##### Information supplied #####

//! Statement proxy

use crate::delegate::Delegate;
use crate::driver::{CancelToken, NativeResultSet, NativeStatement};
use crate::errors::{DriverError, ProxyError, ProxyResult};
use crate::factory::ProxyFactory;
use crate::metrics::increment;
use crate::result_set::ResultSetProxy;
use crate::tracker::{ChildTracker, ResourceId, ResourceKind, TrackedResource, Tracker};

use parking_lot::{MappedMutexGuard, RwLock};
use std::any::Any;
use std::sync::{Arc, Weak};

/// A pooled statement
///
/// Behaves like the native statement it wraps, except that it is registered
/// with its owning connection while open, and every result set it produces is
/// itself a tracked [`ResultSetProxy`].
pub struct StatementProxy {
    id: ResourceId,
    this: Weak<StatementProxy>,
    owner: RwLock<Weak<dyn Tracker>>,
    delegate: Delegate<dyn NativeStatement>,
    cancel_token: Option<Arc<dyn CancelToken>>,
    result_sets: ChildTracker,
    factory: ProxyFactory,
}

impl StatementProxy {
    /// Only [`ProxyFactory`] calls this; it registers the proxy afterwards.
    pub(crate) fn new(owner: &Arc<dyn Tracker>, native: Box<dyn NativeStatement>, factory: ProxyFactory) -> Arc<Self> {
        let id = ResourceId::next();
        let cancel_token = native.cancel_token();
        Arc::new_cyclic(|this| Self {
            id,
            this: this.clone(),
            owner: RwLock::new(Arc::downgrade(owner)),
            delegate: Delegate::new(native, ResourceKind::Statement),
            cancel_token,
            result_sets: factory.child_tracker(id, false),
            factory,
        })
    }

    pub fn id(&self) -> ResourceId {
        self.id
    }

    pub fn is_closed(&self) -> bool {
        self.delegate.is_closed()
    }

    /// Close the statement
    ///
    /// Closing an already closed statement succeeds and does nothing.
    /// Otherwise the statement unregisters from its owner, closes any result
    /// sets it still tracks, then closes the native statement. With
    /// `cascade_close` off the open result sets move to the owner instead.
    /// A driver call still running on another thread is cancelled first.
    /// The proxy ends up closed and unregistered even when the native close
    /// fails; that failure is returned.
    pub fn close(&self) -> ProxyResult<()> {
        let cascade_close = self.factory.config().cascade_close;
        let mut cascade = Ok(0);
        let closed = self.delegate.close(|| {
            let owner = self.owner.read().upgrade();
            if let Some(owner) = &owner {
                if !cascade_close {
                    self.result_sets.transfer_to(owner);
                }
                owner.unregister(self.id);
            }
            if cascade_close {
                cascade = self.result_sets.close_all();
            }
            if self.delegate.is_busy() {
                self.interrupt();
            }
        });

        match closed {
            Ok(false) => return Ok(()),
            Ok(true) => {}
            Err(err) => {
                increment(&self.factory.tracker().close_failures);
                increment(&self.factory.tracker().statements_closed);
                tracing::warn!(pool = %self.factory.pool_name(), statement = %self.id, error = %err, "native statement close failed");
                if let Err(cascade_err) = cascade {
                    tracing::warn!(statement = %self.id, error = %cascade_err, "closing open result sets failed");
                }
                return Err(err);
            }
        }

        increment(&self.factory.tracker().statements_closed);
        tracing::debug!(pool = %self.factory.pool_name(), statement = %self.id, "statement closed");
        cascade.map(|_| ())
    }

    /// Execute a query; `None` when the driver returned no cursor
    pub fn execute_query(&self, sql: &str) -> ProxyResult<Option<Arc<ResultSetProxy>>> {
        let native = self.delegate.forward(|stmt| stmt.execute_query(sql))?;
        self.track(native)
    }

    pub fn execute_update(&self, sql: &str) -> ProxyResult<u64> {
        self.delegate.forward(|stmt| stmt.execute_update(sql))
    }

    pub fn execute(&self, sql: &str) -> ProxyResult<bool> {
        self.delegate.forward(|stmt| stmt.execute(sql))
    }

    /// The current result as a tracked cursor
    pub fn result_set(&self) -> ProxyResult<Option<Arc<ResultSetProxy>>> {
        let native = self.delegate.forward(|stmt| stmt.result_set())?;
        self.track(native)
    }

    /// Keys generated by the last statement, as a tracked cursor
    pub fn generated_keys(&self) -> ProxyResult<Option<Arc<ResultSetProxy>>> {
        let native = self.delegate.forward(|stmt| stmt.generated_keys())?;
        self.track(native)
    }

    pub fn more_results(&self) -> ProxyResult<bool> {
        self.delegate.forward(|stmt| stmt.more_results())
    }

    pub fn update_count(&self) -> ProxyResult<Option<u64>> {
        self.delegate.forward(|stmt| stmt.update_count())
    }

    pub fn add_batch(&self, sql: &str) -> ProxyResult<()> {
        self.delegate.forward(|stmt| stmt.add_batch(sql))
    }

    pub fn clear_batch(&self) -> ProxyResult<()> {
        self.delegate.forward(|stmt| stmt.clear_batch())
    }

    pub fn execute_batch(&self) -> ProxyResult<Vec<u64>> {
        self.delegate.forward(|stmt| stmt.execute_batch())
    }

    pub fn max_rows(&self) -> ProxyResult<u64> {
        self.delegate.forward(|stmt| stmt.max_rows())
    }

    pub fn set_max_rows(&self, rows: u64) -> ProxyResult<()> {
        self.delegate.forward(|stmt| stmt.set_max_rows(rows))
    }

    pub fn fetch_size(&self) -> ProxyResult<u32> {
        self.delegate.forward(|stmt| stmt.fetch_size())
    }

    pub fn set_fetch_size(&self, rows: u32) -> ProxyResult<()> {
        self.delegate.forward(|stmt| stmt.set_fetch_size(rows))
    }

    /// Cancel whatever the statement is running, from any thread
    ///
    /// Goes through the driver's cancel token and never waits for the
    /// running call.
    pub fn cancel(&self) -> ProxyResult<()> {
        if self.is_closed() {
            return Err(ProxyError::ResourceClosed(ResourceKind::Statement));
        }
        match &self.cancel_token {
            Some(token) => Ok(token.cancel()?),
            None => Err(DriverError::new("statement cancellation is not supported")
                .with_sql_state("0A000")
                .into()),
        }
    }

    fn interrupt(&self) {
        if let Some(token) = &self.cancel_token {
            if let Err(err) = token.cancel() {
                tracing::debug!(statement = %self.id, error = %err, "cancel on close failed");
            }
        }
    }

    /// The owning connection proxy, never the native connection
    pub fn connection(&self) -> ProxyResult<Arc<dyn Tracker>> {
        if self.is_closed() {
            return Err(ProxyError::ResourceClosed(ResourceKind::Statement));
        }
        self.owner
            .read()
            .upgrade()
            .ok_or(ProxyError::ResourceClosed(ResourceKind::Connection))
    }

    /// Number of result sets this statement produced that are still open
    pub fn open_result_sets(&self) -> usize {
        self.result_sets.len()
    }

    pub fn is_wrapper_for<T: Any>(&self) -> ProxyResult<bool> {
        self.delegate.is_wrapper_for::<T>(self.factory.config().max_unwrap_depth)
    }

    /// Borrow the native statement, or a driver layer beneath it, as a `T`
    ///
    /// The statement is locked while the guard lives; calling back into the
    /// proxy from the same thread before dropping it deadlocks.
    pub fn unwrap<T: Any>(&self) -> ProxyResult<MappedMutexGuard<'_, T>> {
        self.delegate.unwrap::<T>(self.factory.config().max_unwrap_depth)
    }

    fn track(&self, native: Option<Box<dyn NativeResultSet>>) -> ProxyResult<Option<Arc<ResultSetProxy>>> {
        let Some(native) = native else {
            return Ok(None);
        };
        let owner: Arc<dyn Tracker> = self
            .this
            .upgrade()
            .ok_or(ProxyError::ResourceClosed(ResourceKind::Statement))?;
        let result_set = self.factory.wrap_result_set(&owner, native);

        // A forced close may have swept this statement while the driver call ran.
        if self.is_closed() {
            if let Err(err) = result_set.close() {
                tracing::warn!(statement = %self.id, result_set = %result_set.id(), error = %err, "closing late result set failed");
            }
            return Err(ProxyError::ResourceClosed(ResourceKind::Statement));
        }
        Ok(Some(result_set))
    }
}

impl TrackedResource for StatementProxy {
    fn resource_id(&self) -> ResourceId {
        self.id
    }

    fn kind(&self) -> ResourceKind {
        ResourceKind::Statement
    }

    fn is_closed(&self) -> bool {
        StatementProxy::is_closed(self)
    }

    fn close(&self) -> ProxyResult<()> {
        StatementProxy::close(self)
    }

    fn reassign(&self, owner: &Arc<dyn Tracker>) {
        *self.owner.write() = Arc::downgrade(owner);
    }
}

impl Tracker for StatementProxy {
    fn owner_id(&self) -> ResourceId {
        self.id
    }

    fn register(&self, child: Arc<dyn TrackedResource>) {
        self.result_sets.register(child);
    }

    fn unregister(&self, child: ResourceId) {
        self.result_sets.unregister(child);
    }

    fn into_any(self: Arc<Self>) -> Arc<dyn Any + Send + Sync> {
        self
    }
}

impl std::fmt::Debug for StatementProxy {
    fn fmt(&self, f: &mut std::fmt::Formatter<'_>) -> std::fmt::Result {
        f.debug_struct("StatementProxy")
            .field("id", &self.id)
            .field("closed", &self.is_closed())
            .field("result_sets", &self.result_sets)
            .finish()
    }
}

#####

Exercise instructions »
Answer with a number alone. It should equal the count of lines in the entries that hold "never".

Solved problem »
2